Task item. After locating the line with "listener, so the" in the data that follows, return it and every later line exactly, up to and including the line with "use crate::helper::NOTICE_TARGET;".

------------------------------------------------

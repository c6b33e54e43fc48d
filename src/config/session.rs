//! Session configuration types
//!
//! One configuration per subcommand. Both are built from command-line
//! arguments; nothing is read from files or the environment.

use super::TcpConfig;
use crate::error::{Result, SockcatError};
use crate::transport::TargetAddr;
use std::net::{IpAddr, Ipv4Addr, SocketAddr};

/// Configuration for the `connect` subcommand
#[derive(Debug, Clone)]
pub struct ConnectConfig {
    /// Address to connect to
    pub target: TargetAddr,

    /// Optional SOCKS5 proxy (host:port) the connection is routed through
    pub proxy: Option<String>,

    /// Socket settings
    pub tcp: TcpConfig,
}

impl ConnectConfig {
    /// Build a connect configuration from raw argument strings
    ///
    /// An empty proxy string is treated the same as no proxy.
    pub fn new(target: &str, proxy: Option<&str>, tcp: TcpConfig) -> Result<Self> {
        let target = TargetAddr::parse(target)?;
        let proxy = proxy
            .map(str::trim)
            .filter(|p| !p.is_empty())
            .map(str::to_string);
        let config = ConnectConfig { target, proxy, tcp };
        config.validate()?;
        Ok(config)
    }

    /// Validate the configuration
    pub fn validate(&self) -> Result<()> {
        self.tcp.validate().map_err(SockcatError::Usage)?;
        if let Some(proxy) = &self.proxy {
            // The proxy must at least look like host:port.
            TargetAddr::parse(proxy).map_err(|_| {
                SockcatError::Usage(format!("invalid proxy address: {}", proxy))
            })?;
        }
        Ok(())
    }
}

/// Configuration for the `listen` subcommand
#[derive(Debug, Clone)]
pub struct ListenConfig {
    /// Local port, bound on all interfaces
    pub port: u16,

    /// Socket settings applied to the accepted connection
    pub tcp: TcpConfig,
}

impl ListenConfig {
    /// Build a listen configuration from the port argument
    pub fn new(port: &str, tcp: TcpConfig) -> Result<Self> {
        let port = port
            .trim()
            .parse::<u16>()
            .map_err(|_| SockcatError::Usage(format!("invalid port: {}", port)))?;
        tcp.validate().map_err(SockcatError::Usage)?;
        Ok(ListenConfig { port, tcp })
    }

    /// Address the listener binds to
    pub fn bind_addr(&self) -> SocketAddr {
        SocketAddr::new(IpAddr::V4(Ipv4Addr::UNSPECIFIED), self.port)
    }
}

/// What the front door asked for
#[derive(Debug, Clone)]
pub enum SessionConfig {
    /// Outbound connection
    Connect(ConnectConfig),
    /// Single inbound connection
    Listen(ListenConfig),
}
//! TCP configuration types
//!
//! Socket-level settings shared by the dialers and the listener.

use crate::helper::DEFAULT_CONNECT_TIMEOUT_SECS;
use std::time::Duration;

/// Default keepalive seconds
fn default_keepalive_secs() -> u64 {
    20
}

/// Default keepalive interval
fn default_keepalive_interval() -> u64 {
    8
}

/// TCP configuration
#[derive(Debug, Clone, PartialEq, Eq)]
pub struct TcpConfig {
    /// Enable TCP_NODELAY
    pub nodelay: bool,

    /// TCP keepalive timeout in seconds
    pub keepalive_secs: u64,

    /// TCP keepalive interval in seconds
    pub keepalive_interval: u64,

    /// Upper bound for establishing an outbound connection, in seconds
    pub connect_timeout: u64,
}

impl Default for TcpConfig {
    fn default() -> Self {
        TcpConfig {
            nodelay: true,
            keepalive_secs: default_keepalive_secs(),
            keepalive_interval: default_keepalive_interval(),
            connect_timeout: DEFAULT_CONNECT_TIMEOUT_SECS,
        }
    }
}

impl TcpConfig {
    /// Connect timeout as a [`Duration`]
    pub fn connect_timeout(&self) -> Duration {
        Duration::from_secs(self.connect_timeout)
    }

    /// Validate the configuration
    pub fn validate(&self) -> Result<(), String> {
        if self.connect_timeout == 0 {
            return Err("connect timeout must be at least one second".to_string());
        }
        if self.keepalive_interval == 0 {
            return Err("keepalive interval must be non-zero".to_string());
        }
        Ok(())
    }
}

------------------------------------------------

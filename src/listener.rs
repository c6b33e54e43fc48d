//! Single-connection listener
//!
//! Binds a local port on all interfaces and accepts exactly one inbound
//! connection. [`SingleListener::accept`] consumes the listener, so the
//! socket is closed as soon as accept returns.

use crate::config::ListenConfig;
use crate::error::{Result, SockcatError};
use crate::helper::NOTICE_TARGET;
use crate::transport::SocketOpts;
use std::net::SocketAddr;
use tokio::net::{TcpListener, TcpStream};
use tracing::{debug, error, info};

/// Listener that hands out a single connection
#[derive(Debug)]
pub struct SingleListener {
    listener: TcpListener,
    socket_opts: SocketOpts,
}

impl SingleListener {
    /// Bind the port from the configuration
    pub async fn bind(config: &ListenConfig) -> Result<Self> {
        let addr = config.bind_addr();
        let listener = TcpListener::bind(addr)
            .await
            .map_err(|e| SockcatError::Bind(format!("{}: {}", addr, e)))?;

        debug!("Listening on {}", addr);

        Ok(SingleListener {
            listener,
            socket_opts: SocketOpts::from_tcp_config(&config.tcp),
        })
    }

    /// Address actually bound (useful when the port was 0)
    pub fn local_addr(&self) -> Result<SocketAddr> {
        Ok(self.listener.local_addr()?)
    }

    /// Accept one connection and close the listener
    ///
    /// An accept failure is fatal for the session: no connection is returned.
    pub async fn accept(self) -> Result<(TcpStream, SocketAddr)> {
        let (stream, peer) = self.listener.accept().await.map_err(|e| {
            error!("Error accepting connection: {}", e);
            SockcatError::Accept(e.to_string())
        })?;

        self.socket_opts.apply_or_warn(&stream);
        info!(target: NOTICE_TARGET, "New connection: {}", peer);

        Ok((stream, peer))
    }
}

------------------------------------------------

Response for this exercise.
//! connection. [`SingleListener::accept`] consumes the listener, so the
//! socket is closed as soon as accept returns.

use crate::config::ListenConfig;
use crate::error::{Result, SockcatError};
use crate::helper::NOTICE_TARGET;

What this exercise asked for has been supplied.